In conclusion, we identified significant associations of postoperative delirium with AF, surgical time, in/out balance during the surgery, postoperative potassium levels, and post-extubation SVRI. These results suggest that medical professionals, especially nurses, can predict and prevent delirium by observing and correcting these risk factors. In addition, to prevent postoperative delirium, nurses have to need to gather preoperative and intraoperative patient information, manage appropriate postoperative potassium levels, and provide to care as reduce SVRI.
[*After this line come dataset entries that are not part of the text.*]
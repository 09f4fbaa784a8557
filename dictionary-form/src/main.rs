use std::net::SocketAddr;
use std::sync::Arc;

use clap::{Parser, Subcommand};
use dictionary::{Dictionary, ReqwestClient};
use tracing_subscriber::EnvFilter;

use config::Config;
use form::DefinitionForm;

mod config;
mod form;
mod render;
mod repl;
mod server;

#[derive(Parser)]
#[command(name = "dictionary-form", version, about = "Look up English word definitions.")]
struct Cli {
    #[command(subcommand)]
    command: Option<Command>,
}

#[derive(Subcommand)]
enum Command {
    /// Serve the definition form over HTTP
    Serve {
        /// Address to listen on (overrides LISTEN_ADDR)
        #[arg(short, long)]
        addr: Option<SocketAddr>,
    },
    /// Interactive prompt (default)
    Repl,
    /// Print the definition of a single word and exit
    Define {
        word: Vec<String>,
    },
}

#[tokio::main]
async fn main() -> anyhow::Result<()> {
    if let Err(error) = dotenvy::dotenv() {
        if !error.not_found() {
            eprintln!("Failed to load dotenv file: {error}");
        }
    }

    tracing_subscriber::fmt()
        .with_env_filter(
            EnvFilter::try_from_default_env().unwrap_or_else(|_| EnvFilter::new("info")),
        )
        .with_writer(std::io::stderr)
        .init();

    let cli = Cli::parse();
    let config = Config::from_env()?;

    let dictionary = Dictionary::with_client(Arc::new(ReqwestClient::default()), config.api_url)?;
    tracing::debug!(api = %dictionary.base_url(), "dictionary ready");
    let form = DefinitionForm::new(dictionary);

    match cli.command.unwrap_or(Command::Repl) {
        Command::Serve { addr } => {
            server::serve(form, addr.unwrap_or(config.listen_addr)).await?;
        }
        Command::Repl => {
            repl::run(&form).await?;
        }
        Command::Define { word } => {
            repl::define_word(&form, &word.join(" "), &mut std::io::stdout()).await?;
        }
    }
    Ok(())
}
This study had several limitations. First, we could not completely exclude the effect of bias because this study analyzed a retrospective cohort. In particular, we could not assess the Acute Physiology and Chronic Health Evaluation score (APACH), which evaluates the severity of illness in patients admitted to the ICU. Second, because the study was conducted at a single institute, there may have been bias regarding intraoperative factors and intubation times. Third, we did not use CAM-ICU because of many of the patients were very severe and sedated by RASS -3 to -4 not to be burden on hemodynamics. However duration of mechanical ventilation have been too longer by deep sedation. We needed to consider that sedation levels and assessment of delirium during sedation. Fourth, the specificity was low in this study, indicating that the occurrence of delirium was overestimated. As an explanation, skill in evaluating delirium possibly differed among nurses because the work experience of the nursing staff ranged 1-20 years. Finally, we could not assess the subtype of delirium. Risk factors for delirium possibly differ by subtype. These issues must be analyzed in the future.
We thank the nursing staff in the ICU of Rinku General Medical Center for their valuable comments and support of the study.